Dataset entries:
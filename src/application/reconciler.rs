//! Installment plans: generation at sale time and rebalancing on every mark.
//!
//! A paid installment keeps what was actually paid; the difference from what it
//! was expected to cover is carried to the next pending installment. Credit
//! that swallows a pending installment settles it automatically, and debt left
//! after the last entry extends the plan by one overflow entry.

use crate::domain::installment::{InstallmentEntry, InstallmentPlan, InstallmentStatus};
use crate::domain::money::{CENT, Money};
use crate::domain::sale::PaymentStatus;
use crate::error::{LedgerError, Result};
use chrono::{DateTime, Utc};
use rust_decimal::Decimal;

/// The status change requested for one installment.
#[derive(Debug, Clone, Copy, PartialEq)]
pub enum Mark {
    /// Paid on `at`; `amount` overrides the installment's current value.
    Paid {
        at: DateTime<Utc>,
        amount: Option<Money>,
    },
    /// Reverts a payment. The value is recomputed, not restored.
    Pending,
}

/// Rebalanced schedule and the sale status it implies.
#[derive(Debug, Clone, PartialEq)]
pub struct Reconciliation {
    pub entries: Vec<InstallmentEntry>,
    pub payment_status: PaymentStatus,
}

/// Splits `total` into `count` installments that add up to it to the cent.
///
/// Each installment gets `total / count` floored to cents; the leftover cents
/// go one each to the first installments.
pub fn generate_installments(
    total: Money,
    count: usize,
) -> Result<(InstallmentPlan, Vec<InstallmentEntry>)> {
    if count == 0 {
        return Err(LedgerError::ValidationError(
            "Installment count must be positive".to_string(),
        ));
    }
    let total = total.non_negative("Sale total")?;

    let base_value = Money::new(total.value() / Decimal::from(count as u64)).floor_cents();
    let plan = InstallmentPlan::new(base_value, count).with_total(total);
    let entries = (0..count)
        .map(|i| InstallmentEntry::pending(i as u32 + 1, plan.nominal(i)))
        .collect();

    Ok((plan, entries))
}

/// Applies `mark` to `schedule[index]` and rebalances the whole schedule.
///
/// `now` stamps installments that become settled by credit alone.
pub fn mark_installment(
    schedule: &[InstallmentEntry],
    plan: &InstallmentPlan,
    index: usize,
    mark: Mark,
    now: DateTime<Utc>,
) -> Result<Reconciliation> {
    validate(schedule, plan)?;
    if index >= schedule.len() {
        return Err(LedgerError::InvalidScheduleState(format!(
            "installment index {} out of bounds for schedule of {}",
            index,
            schedule.len()
        )));
    }

    let mut entries = schedule.to_vec();
    let entry = &mut entries[index];
    match mark {
        Mark::Paid { at, amount } => {
            if let Some(amount) = amount {
                entry.value = amount.non_negative("Paid amount")?;
            }
            entry.status = InstallmentStatus::Paid;
            entry.paid_at = Some(at);
        }
        Mark::Pending => {
            entry.status = InstallmentStatus::Pending;
            entry.paid_at = None;
        }
    }

    recompute(&entries, plan, now)
}

/// Rebalances a schedule without changing any status.
///
/// Running it on its own output changes nothing.
pub fn recompute(
    schedule: &[InstallmentEntry],
    plan: &InstallmentPlan,
    now: DateTime<Utc>,
) -> Result<Reconciliation> {
    validate(schedule, plan)?;

    let mut entries = schedule.to_vec();
    let mut remainder = Money::ZERO;

    for (i, entry) in entries.iter_mut().enumerate() {
        let expected = plan.nominal(i) + remainder;

        if entry.is_paid() {
            remainder = expected - entry.value;
        } else if expected <= CENT {
            entry.value = Money::ZERO;
            entry.status = InstallmentStatus::Paid;
            entry.paid_at = entry.paid_at.or(Some(now));
            remainder = expected;
        } else {
            entry.value = expected;
            entry.paid_at = None;
            remainder = Money::ZERO;
        }
    }

    if remainder > CENT {
        let number = entries.len() as u32 + 1;
        entries.push(InstallmentEntry::pending(number, remainder));
    }

    while entries.len() > plan.original_count {
        match entries.last() {
            Some(last) if last.is_paid() && last.value <= CENT => {
                entries.pop();
            }
            _ => break,
        }
    }

    let payment_status = if entries.iter().all(InstallmentEntry::is_paid) {
        PaymentStatus::Paid
    } else {
        PaymentStatus::Installment
    };

    Ok(Reconciliation {
        entries,
        payment_status,
    })
}

fn validate(schedule: &[InstallmentEntry], plan: &InstallmentPlan) -> Result<()> {
    if plan.original_count > schedule.len() {
        return Err(LedgerError::InvalidScheduleState(format!(
            "plan expects {} installments but schedule has {}",
            plan.original_count,
            schedule.len()
        )));
    }
    Ok(())
}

* Work instructions
Write down all the entries again without a single difference.

* Written response
filename src/application/reconciler.rs
//! Installment plans: generation at sale time and rebalancing on every mark.
//!
//! A paid installment keeps what was actually paid; the difference from what it
//! was expected to cover is carried to the next pending installment. Credit
//! that swallows a pending installment settles it automatically, and debt left
//! after the last entry extends the plan by one overflow entry.

use crate::domain::installment::{InstallmentEntry, InstallmentPlan, InstallmentStatus};
use crate::domain::money::{CENT, Money};
use crate::domain::sale::PaymentStatus;
use crate::error::{LedgerError, Result};
use chrono::{DateTime, Utc};
use rust_decimal::Decimal;

/// The status change requested for one installment.
#[derive(Debug, Clone, Copy, PartialEq)]
pub enum Mark {
    /// Paid on `at`; `amount` overrides the installment's current value.
    Paid {
        at: DateTime<Utc>,
        amount: Option<Money>,
    },
    /// Reverts a payment. The value is recomputed, not restored.
    Pending,
}

/// Rebalanced schedule and the sale status it implies.
#[derive(Debug, Clone, PartialEq)]
pub struct Reconciliation {
    pub entries: Vec<InstallmentEntry>,
    pub payment_status: PaymentStatus,
}

/// Splits `total` into `count` installments that add up to it to the cent.
///
/// Each installment gets `total / count` floored to cents; the leftover cents
/// go one each to the first installments.
pub fn generate_installments(
    total: Money,
    count: usize,
) -> Result<(InstallmentPlan, Vec<InstallmentEntry>)> {
    if count == 0 {
        return Err(LedgerError::ValidationError(
            "Installment count must be positive".to_string(),
        ));
    }
    let total = total.non_negative("Sale total")?;

    let base_value = Money::new(total.value() / Decimal::from(count as u64)).floor_cents();
    let plan = InstallmentPlan::new(base_value, count).with_total(total);
    let entries = (0..count)
        .map(|i| InstallmentEntry::pending(i as u32 + 1, plan.nominal(i)))
        .collect();

    Ok((plan, entries))
}

/// Applies `mark` to `schedule[index]` and rebalances the whole schedule.
///
/// `now` stamps installments that become settled by credit alone.
pub fn mark_installment(
    schedule: &[InstallmentEntry],
    plan: &InstallmentPlan,
    index: usize,
    mark: Mark,
    now: DateTime<Utc>,
) -> Result<Reconciliation> {
    validate(schedule, plan)?;
    if index >= schedule.len() {
        return Err(LedgerError::InvalidScheduleState(format!(
            "installment index {} out of bounds for schedule of {}",
            index,
            schedule.len()
        )));
    }

    let mut entries = schedule.to_vec();
    let entry = &mut entries[index];
    match mark {
        Mark::Paid { at, amount } => {
            if let Some(amount) = amount {
                entry.value = amount.non_negative("Paid amount")?;
            }
            entry.status = InstallmentStatus::Paid;
            entry.paid_at = Some(at);
        }
        Mark::Pending => {
            entry.status = InstallmentStatus::Pending;
            entry.paid_at = None;
        }
    }

    recompute(&entries, plan, now)
}

/// Rebalances a schedule without changing any status.
///
/// Running it on its own output changes nothing.
pub fn recompute(
    schedule: &[InstallmentEntry],
    plan: &InstallmentPlan,
    now: DateTime<Utc>,
) -> Result<Reconciliation> {
    validate(schedule, plan)?;

    let mut entries = schedule.to_vec();
    let mut remainder = Money::ZERO;

    for (i, entry) in entries.iter_mut().enumerate() {
        let expected = plan.nominal(i) + remainder;

        if entry.is_paid() {
            remainder = expected - entry.value;
        } else if expected <= CENT {
            entry.value = Money::ZERO;
            entry.status = InstallmentStatus::Paid;
            entry.paid_at = entry.paid_at.or(Some(now));
            remainder = expected;
        } else {
            entry.value = expected;
            entry.paid_at = None;
            remainder = Money::ZERO;
        }
    }

    if remainder > CENT {
        let number = entries.len() as u32 + 1;
        entries.push(InstallmentEntry::pending(number, remainder));
    }

    while entries.len() > plan.original_count {
        match entries.last() {
            Some(last) if last.is_paid() && last.value <= CENT => {
                entries.pop();
            }
            _ => break,
        }
    }

    let payment_status = if entries.iter().all(InstallmentEntry::is_paid) {
        PaymentStatus::Paid
    } else {
        PaymentStatus::Installment
    };

    Ok(Reconciliation {
        entries,
        payment_status,
    })
}

fn validate(schedule: &[InstallmentEntry], plan: &InstallmentPlan) -> Result<()> {
    if plan.original_count > schedule.len() {
        return Err(LedgerError::InvalidScheduleState(format!(
            "plan expects {} installments but schedule has {}",
            plan.original_count,
            schedule.len()
        )));
    }
    Ok(())
}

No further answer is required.